You can't take the square root of a negative number, so we must have

$$7x-5\ge0$$

The $$\sqrt{7x - 5}$$ is only defined whenever the radicand (i.e.: $$7x-5$$) is non-negative. In other words,

$$7x - 5 \geq 0$$

This is because, when dealing with the field of real numbers, the square root of a negative real number is not defined. As a result, the square root of a negative is actually an imaginary number involving the unit $$i$$.

The equation is clearly equivalent to $$\sqrt{7x-5}=4$$.

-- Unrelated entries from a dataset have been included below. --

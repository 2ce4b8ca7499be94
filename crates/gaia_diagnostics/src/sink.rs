//! Injectable sinks that receive diagnostics from the caches.

use crate::diagnostic::Diagnostic;
use crate::severity::Severity;
use std::io::Write;
use std::sync::atomic::{AtomicUsize, Ordering};
use std::sync::Mutex;

/// The reporting boundary between the caches and the host application.
///
/// Implementations must be callable from any engine thread. The provided
/// helpers cover the common case of emitting a bare message at a fixed
/// severity; callers that want path context construct a [`Diagnostic`]
/// themselves and pass it to [`emit`](Self::emit).
pub trait DiagnosticsSink: Send + Sync {
    /// Emits a diagnostic into the sink.
    fn emit(&self, diag: Diagnostic);

    /// Emits a debug-level message.
    fn debug(&self, message: &str) {
        self.emit(Diagnostic::debug(message));
    }

    /// Emits an info-level message.
    fn info(&self, message: &str) {
        self.emit(Diagnostic::info(message));
    }

    /// Emits a warning-level message.
    fn warn(&self, message: &str) {
        self.emit(Diagnostic::warning(message));
    }

    /// Emits an error-level message.
    fn error(&self, message: &str) {
        self.emit(Diagnostic::error(message));
    }
}

/// A thread-safe accumulator that retains every emitted diagnostic.
///
/// Multiple threads can emit concurrently. The error count is tracked
/// atomically for fast `has_errors` checks without locking the vector.
/// Primarily used by tests to assert on cleanup warnings and resolution
/// errors.
pub struct MemorySink {
    diagnostics: Mutex<Vec<Diagnostic>>,
    error_count: AtomicUsize,
}

impl MemorySink {
    /// Creates a new empty sink.
    pub fn new() -> Self {
        Self {
            diagnostics: Mutex::new(Vec::new()),
            error_count: AtomicUsize::new(0),
        }
    }

    /// Returns `true` if any error-severity diagnostics have been emitted.
    pub fn has_errors(&self) -> bool {
        self.error_count.load(Ordering::Relaxed) > 0
    }

    /// Returns the number of error-severity diagnostics emitted so far.
    pub fn error_count(&self) -> usize {
        self.error_count.load(Ordering::Relaxed)
    }

    /// Returns a snapshot of all accumulated diagnostics.
    pub fn diagnostics(&self) -> Vec<Diagnostic> {
        let diagnostics = self.diagnostics.lock().unwrap();
        diagnostics.clone()
    }

    /// Takes all accumulated diagnostics, leaving the sink empty.
    pub fn take_all(&self) -> Vec<Diagnostic> {
        let mut diagnostics = self.diagnostics.lock().unwrap();
        std::mem::take(&mut *diagnostics)
    }
}

impl DiagnosticsSink for MemorySink {
    fn emit(&self, diag: Diagnostic) {
        if diag.severity == Severity::Error {
            self.error_count.fetch_add(1, Ordering::Relaxed);
        }
        let mut diagnostics = self.diagnostics.lock().unwrap();
        diagnostics.push(diag);
    }
}

impl Default for MemorySink {
    fn default() -> Self {
        Self::new()
    }
}

/// A sink that writes diagnostics to stderr.
///
/// Messages below the configured minimum severity are dropped.
pub struct ConsoleSink {
    min_severity: Severity,
}

impl ConsoleSink {
    /// Creates a console sink that drops diagnostics below `min_severity`.
    pub fn new(min_severity: Severity) -> Self {
        Self { min_severity }
    }
}

impl DiagnosticsSink for ConsoleSink {
    fn emit(&self, diag: Diagnostic) {
        if diag.severity < self.min_severity {
            return;
        }
        let stderr = std::io::stderr();
        let mut handle = stderr.lock();
        let result = match &diag.path {
            Some(path) => writeln!(
                handle,
                "[{}] {} ({})",
                diag.severity,
                diag.message,
                path.display()
            ),
            None => writeln!(handle, "[{}] {}", diag.severity, diag.message),
        };
        // Nothing sensible to do if stderr itself is gone.
        let _ = result;
    }
}

impl Default for ConsoleSink {
    fn default() -> Self {
        Self::new(Severity::Info)
    }
}

#[cfg(test)]
mod tests {
    use super::*;

    #[test]
    fn empty_sink() {
        let sink = MemorySink::new();
        assert!(!sink.has_errors());
        assert_eq!(sink.error_count(), 0);
        assert!(sink.take_all().is_empty());
    }

    #[test]
    fn emit_error_counts() {
        let sink = MemorySink::new();
        sink.error("resolution failed");
        assert!(sink.has_errors());
        assert_eq!(sink.error_count(), 1);
    }

    #[test]
    fn warning_is_not_error() {
        let sink = MemorySink::new();
        sink.warn("cleanup failed");
        assert!(!sink.has_errors());
        assert_eq!(sink.diagnostics().len(), 1);
        assert_eq!(sink.diagnostics()[0].severity, Severity::Warning);
    }

    #[test]
    fn helpers_set_severity() {
        let sink = MemorySink::new();
        sink.debug("d");
        sink.info("i");
        sink.warn("w");
        sink.error("e");
        let severities: Vec<Severity> = sink.diagnostics().iter().map(|d| d.severity).collect();
        assert_eq!(
            severities,
            vec![
                Severity::Debug,
                Severity::Info,
                Severity::Warning,
                Severity::Error
            ]
        );
    }

    #[test]
    fn take_all_drains() {
        let sink = MemorySink::new();
        sink.info("first");
        sink.warn("second");
        assert_eq!(sink.take_all().len(), 2);
        assert!(sink.take_all().is_empty());
        // The error count is an atomic counter, not reset by take_all.
        assert_eq!(sink.error_count(), 0);
    }

    #[test]
    fn thread_safety() {
        use std::sync::Arc;
        use std::thread;

        let sink = Arc::new(MemorySink::new());
        let mut handles = Vec::new();

        for _ in 0..10 {
            let sink = Arc::clone(&sink);
            handles.push(thread::spawn(move || {
                for _ in 0..100 {
                    sink.error("concurrent failure");
                }
            }));
        }

        for h in handles {
            h.join().unwrap();
        }

        assert_eq!(sink.error_count(), 1000);
        assert_eq!(sink.diagnostics().len(), 1000);
    }

    #[test]
    fn console_sink_filters_below_minimum() {
        // Only checks the filter logic is exercised without panicking;
        // stderr content is not captured here.
        let sink = ConsoleSink::new(Severity::Error);
        sink.debug("dropped");
        sink.error("kept");
    }
}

There is a restriction on the variable, namely $$7x-5\ge0$$. However, there's no need to check that after squaring the solution satisfies it, because the equation becomes $$7x-5=16$$ and thus, obviously, $$7x-5\ge0$$.

In other cases, the condition needs to be checked. Suppose the equation is $$\sqrt{x+3}=x+1$$ Then the variable should satisfy $$x+3\ge0$$ and $$x+1\ge0$$, so $$x\ge-1$$. After squaring we get $$x+3=x^2+2x+1$$, hence $$x^2+x-2=0$$. This has the roots $$1$$ and $$-2$$; the former is good, the latter isn't.

Your answer is one solution and it is correct. Another answer, taking the value of the radical first, would be $$\frac{-11}{7}$$ but that conflicts with a restriction shown at the end. Without the restriction we could end up showing $$4i=4$$.

$$3\sqrt{7x-5}-4=8$$ $$\sqrt{7x-5}=\frac{8+4}{3}=4$$ Squaring both sides we get $$7x-5=16$$ $$x=\frac{21}{7}=3$$

If our answer is to be real we must have $$7x-5\ge 0\iff7x\ge 5\iff x\ge \frac{5}{7}$$ and this coincides with our solution.